**Exercise objective**
Look through the data below and, wherever a line carries the word "open", please copy that line.

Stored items
•••
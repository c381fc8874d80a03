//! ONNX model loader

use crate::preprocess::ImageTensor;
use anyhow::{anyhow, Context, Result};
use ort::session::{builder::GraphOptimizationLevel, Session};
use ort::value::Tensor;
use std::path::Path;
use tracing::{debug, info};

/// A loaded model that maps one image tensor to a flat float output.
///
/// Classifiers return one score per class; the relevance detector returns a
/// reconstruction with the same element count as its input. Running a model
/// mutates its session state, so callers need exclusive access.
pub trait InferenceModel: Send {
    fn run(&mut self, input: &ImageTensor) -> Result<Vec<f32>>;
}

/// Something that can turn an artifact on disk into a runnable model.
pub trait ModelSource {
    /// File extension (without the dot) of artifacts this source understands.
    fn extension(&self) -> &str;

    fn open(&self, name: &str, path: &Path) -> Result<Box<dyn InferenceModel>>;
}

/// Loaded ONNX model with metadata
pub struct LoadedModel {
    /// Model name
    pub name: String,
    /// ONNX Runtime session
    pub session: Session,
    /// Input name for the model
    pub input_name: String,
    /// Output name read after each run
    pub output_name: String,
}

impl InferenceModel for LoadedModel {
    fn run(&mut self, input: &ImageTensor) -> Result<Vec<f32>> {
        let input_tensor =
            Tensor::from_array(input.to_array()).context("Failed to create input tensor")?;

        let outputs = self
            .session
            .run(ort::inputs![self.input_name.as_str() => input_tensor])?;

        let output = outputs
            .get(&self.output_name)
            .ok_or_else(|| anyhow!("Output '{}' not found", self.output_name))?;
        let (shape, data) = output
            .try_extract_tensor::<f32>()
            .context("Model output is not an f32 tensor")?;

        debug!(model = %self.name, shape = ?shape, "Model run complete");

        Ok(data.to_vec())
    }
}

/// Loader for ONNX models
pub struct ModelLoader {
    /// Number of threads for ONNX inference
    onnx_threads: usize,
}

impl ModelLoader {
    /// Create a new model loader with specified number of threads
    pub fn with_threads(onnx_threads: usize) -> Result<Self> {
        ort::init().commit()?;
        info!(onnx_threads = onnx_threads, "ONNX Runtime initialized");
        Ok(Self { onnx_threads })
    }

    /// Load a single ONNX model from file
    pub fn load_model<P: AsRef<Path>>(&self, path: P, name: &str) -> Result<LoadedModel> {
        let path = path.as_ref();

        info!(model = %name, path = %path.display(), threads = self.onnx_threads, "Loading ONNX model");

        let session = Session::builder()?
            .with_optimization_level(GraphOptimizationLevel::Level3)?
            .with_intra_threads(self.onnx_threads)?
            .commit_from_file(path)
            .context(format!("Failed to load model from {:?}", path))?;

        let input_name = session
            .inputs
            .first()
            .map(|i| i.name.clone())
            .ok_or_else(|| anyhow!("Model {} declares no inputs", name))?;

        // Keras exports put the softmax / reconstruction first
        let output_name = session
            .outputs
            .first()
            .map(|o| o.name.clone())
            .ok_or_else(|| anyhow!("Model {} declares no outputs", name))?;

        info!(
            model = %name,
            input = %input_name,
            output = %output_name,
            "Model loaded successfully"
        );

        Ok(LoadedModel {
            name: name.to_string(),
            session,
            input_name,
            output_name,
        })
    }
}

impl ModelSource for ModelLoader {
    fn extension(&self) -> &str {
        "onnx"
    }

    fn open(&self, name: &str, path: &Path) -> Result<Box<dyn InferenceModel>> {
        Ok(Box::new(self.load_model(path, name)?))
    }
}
•••
**Solved problem**
    fn open(&self, name: &str, path: &Path) -> Result<Box<dyn InferenceModel>>;
    fn open(&self, name: &str, path: &Path) -> Result<Box<dyn InferenceModel>> {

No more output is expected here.